### Problem to solve
With the records below as your source, retype each line exactly from the top down to the line that contains "or certificate failure", and include that line.

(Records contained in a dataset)
:::
// Error types for downloader backends

use thiserror::Error;

use super::extractors::{diagnose_error, is_benign_warning, FailureReason};

/// How the retry loop treats a failure
#[derive(Debug, Clone, Copy, PartialEq, Eq)]
pub enum ErrorClass {
    /// Retrying cannot help (bad URL, video gone, missing tool, broken file)
    Fatal,
    /// Network, TLS or timeout trouble; retried with growing delay
    Transient,
    /// Known harmless tool chatter; logged, then the attempt is repeated
    Benign,
}

#[derive(Debug, Clone, Error)]
pub enum DownloadError {
    /// URL is malformed or not handled by the extractor
    #[error("Invalid URL: {0}")]
    InvalidUrl(String),

    /// Video is private, removed, region-locked or otherwise gone
    #[error("Video unavailable: {0}")]
    Unavailable(String),

    /// Connection refused/reset, DNS failure and friends
    #[error("Network error: {0}")]
    Network(String),

    /// TLS handshake or certificate failure
    #[error("SSL/TLS error: {0}")]
    Tls(String),

    /// Network timeout while talking to YouTube
    #[error("Network timeout: {0}")]
    Timeout(String),

    /// YouTube throttled or rejected the request (403, 429, bot check)
    #[error("YouTube is throttling requests from this IP address: {0}")]
    BlockedByYouTube(String),

    /// yt-dlp, python or ffmpeg not found in system
    #[error("Tool not found: {0}")]
    ToolNotFound(String),

    /// Failed to parse yt-dlp JSON output
    #[error("Parse error: {0}")]
    Parse(String),

    /// Command execution failed for an unclassified reason
    #[error("Execution error: {0}")]
    Execution(String),

    /// ffmpeg could not merge or convert the downloaded streams
    #[error("Muxing failed: {0}")]
    Mux(String),

    /// Local filesystem failure
    #[error("I/O error: {0}")]
    Io(String),

    /// A known harmless extractor message surfaced as a failure
    #[error("Extractor warning: {0}")]
    BenignWarning(String),

    /// Unknown error with details
    #[error("Unknown error: {0}")]
    Unknown(String),
}

const TLS_HINT: &str = "This looks like an SSL handshake problem. What to try:\n\
     1) Make sure the proxy is running and can reach YouTube\n\
     2) Use a SOCKS5 proxy instead of an HTTP proxy (-t socks5)\n\
     3) Check that the system clock is correct\n\
     4) Restart the VPN software\n\
     5) Update yt-dlp and the system OpenSSL libraries";

impl DownloadError {
    pub fn class(&self) -> ErrorClass {
        match self {
            Self::InvalidUrl(_)
            | Self::Unavailable(_)
            | Self::ToolNotFound(_)
            | Self::Parse(_)
            | Self::Mux(_)
            | Self::Io(_) => ErrorClass::Fatal,
            Self::BenignWarning(_) => ErrorClass::Benign,
            Self::Network(_)
            | Self::Tls(_)
            | Self::Timeout(_)
            | Self::BlockedByYouTube(_)
            | Self::Execution(_)
            | Self::Unknown(_) => ErrorClass::Transient,
        }
    }

    pub fn is_retryable(&self) -> bool {
        self.class() != ErrorClass::Fatal
    }

    pub fn is_tls(&self) -> bool {
        matches!(self, Self::Tls(_))
    }

    /// Whether trying a different backend is pointless after this error
    pub fn stops_fallback(&self) -> bool {
        matches!(self, Self::InvalidUrl(_) | Self::Unavailable(_))
    }

    /// Short name used in "failed after N attempts (kind)" reports
    pub fn kind(&self) -> &'static str {
        match self {
            Self::InvalidUrl(_) => "invalid-url",
            Self::Unavailable(_) => "unavailable",
            Self::Network(_) => "network",
            Self::Tls(_) => "tls",
            Self::Timeout(_) => "timeout",
            Self::BlockedByYouTube(_) => "blocked",
            Self::ToolNotFound(_) => "tool-not-found",
            Self::Parse(_) => "parse",
            Self::Execution(_) => "execution",
            Self::Mux(_) => "mux",
            Self::Io(_) => "io",
            Self::BenignWarning(_) => "warning",
            Self::Unknown(_) => "unknown",
        }
    }

    /// Advice printed once every retry is exhausted
    pub fn hint(&self) -> &'static str {
        match self {
            Self::Tls(_) => TLS_HINT,
            Self::InvalidUrl(_) => "Check that the link points to a single YouTube video.",
            Self::Unavailable(_) => {
                "The video is private, removed or not available in your region."
            }
            Self::ToolNotFound(_) => {
                "Install the missing tool with --install (yt-dlp) or --install-ffmpeg."
            }
            Self::BlockedByYouTube(_) => {
                "YouTube is limiting this IP. Wait a while, or use a proxy (-p HOST:PORT)."
            }
            _ => "Try using a proxy or try again later.",
        }
    }
}

/// Lines of tool output that carry the actual failure.
///
/// yt-dlp mixes `WARNING:` chatter with the final `ERROR:` line; when an
/// error line exists only that part is classified.
fn error_focus(s: &str) -> String {
    let errors: Vec<&str> = s
        .lines()
        .map(str::trim)
        .filter(|l| l.starts_with("ERROR:"))
        .collect();
    if errors.is_empty() {
        s.to_string()
    } else {
        errors.join("\n")
    }
}

// Raw stderr from yt-dlp / python is classified by content
impl From<String> for DownloadError {
    fn from(s: String) -> Self {
        let focus = error_focus(&s);

        if is_benign_warning(&focus) {
            return Self::BenignWarning(s);
        }

        match diagnose_error(&focus) {
            Some(FailureReason::InvalidUrl) => Self::InvalidUrl(s),
            Some(
                FailureReason::VideoUnavailable
                | FailureReason::PrivateVideo
                | FailureReason::GeoBlocked
                | FailureReason::AgeRestricted,
            ) => Self::Unavailable(s),
            Some(FailureReason::TlsHandshake) => Self::Tls(s),
            Some(FailureReason::NetworkTimeout) => {
                // Timeouts against youtube.com itself are usually a soft IP block
                if focus.contains("youtube.com") {
                    Self::BlockedByYouTube(s)
                } else {
                    Self::Timeout(s)
                }
            }
            Some(
                FailureReason::Http403Forbidden
                | FailureReason::RateLimited
                | FailureReason::BotDetection,
            ) => Self::BlockedByYouTube(s),
            Some(FailureReason::ConnectionFailed) => Self::Network(s),
            Some(FailureReason::MissingTool) => Self::ToolNotFound(s),
            Some(FailureReason::FormatUnavailable | FailureReason::Unknown) | None => {
                if focus.contains("JSON") {
                    Self::Parse(s)
                } else {
                    Self::Unknown(s)
                }
            }
        }
    }
}

impl From<&str> for DownloadError {
    fn from(s: &str) -> Self {
        Self::from(s.to_string())
    }
}

impl From<std::io::Error> for DownloadError {
    fn from(e: std::io::Error) -> Self {
        use std::io::ErrorKind;
        match e.kind() {
            ErrorKind::TimedOut => Self::Timeout(e.to_string()),
            ErrorKind::ConnectionRefused
            | ErrorKind::ConnectionReset
            | ErrorKind::ConnectionAborted
            | ErrorKind::NotConnected
            | ErrorKind::BrokenPipe => Self::Network(e.to_string()),
            _ => Self::Io(e.to_string()),
        }
    }
}

impl From<reqwest::Error> for DownloadError {
    fn from(e: reqwest::Error) -> Self {
        let msg = e.to_string();
        // The request URL may contain anything, keep it out of the match
        let e = e.without_url();
        let detail = format!("{e:?}").to_lowercase();

        if e.is_timeout() {
            return Self::Timeout(msg);
        }
        if let Some(status) = e.status() {
            return match status.as_u16() {
                403 | 429 => Self::BlockedByYouTube(msg),
                404 | 410 => Self::Unavailable(msg),
                _ => Self::Network(msg),
            };
        }
        if detail.contains("certificate")
            || detail.contains("handshake")
            || detail.contains("tls")
            || detail.contains("ssl")
        {
            return Self::Tls(msg);
        }
        if e.is_builder() {
            return Self::InvalidUrl(msg);
        }
        Self::Network(msg)
    }
}
//! Error types for the documentation crate.

use thiserror::Error;

/// Errors that can occur during documentation generation.
#[derive(Debug, Error)]
pub enum DocsError {
    /// Failed to serialize the OpenAPI document to JSON.
    #[error("Failed to serialize OpenAPI document: {0}")]
    Serialization(#[from] serde_json::Error),

    /// A registered route carries an HTTP method the document cannot express.
    #[error("Unsupported HTTP method '{method}' for path '{path}'")]
    UnsupportedMethod {
        /// The offending method.
        method: String,
        /// The route path.
        path: String,
    },
}

/// Result type for documentation operations.
pub type DocsResult<T> = Result<T, DocsError>;

#[cfg(test)]
mod tests {
    use super::*;

    #[test]
    fn test_serialization_error() {
        let err: DocsError = serde_json::from_str::<String>("invalid")
            .unwrap_err()
            .into();
        assert!(matches!(err, DocsError::Serialization(_)));
        assert!(err.to_string().contains("serialize"));
    }

    #[test]
    fn test_unsupported_method_error() {
        let err = DocsError::UnsupportedMethod {
            method: "BREW".to_string(),
            path: "/coffee".to_string(),
        };
        assert!(err.to_string().contains("BREW"));
        assert!(err.to_string().contains("/coffee"));
    }
}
:::
### Solution to this exercise
// Error types for downloader backends

use thiserror::Error;

use super::extractors::{diagnose_error, is_benign_warning, FailureReason};

/// How the retry loop treats a failure
#[derive(Debug, Clone, Copy, PartialEq, Eq)]
pub enum ErrorClass {
    /// Retrying cannot help (bad URL, video gone, missing tool, broken file)
    Fatal,
    /// Network, TLS or timeout trouble; retried with growing delay
    Transient,
    /// Known harmless tool chatter; logged, then the attempt is repeated
    Benign,
}

#[derive(Debug, Clone, Error)]
pub enum DownloadError {
    /// URL is malformed or not handled by the extractor
    #[error("Invalid URL: {0}")]
    InvalidUrl(String),

    /// Video is private, removed, region-locked or otherwise gone
    #[error("Video unavailable: {0}")]
    Unavailable(String),

    /// Connection refused/reset, DNS failure and friends
    #[error("Network error: {0}")]
    Network(String),

    /// TLS handshake or certificate failure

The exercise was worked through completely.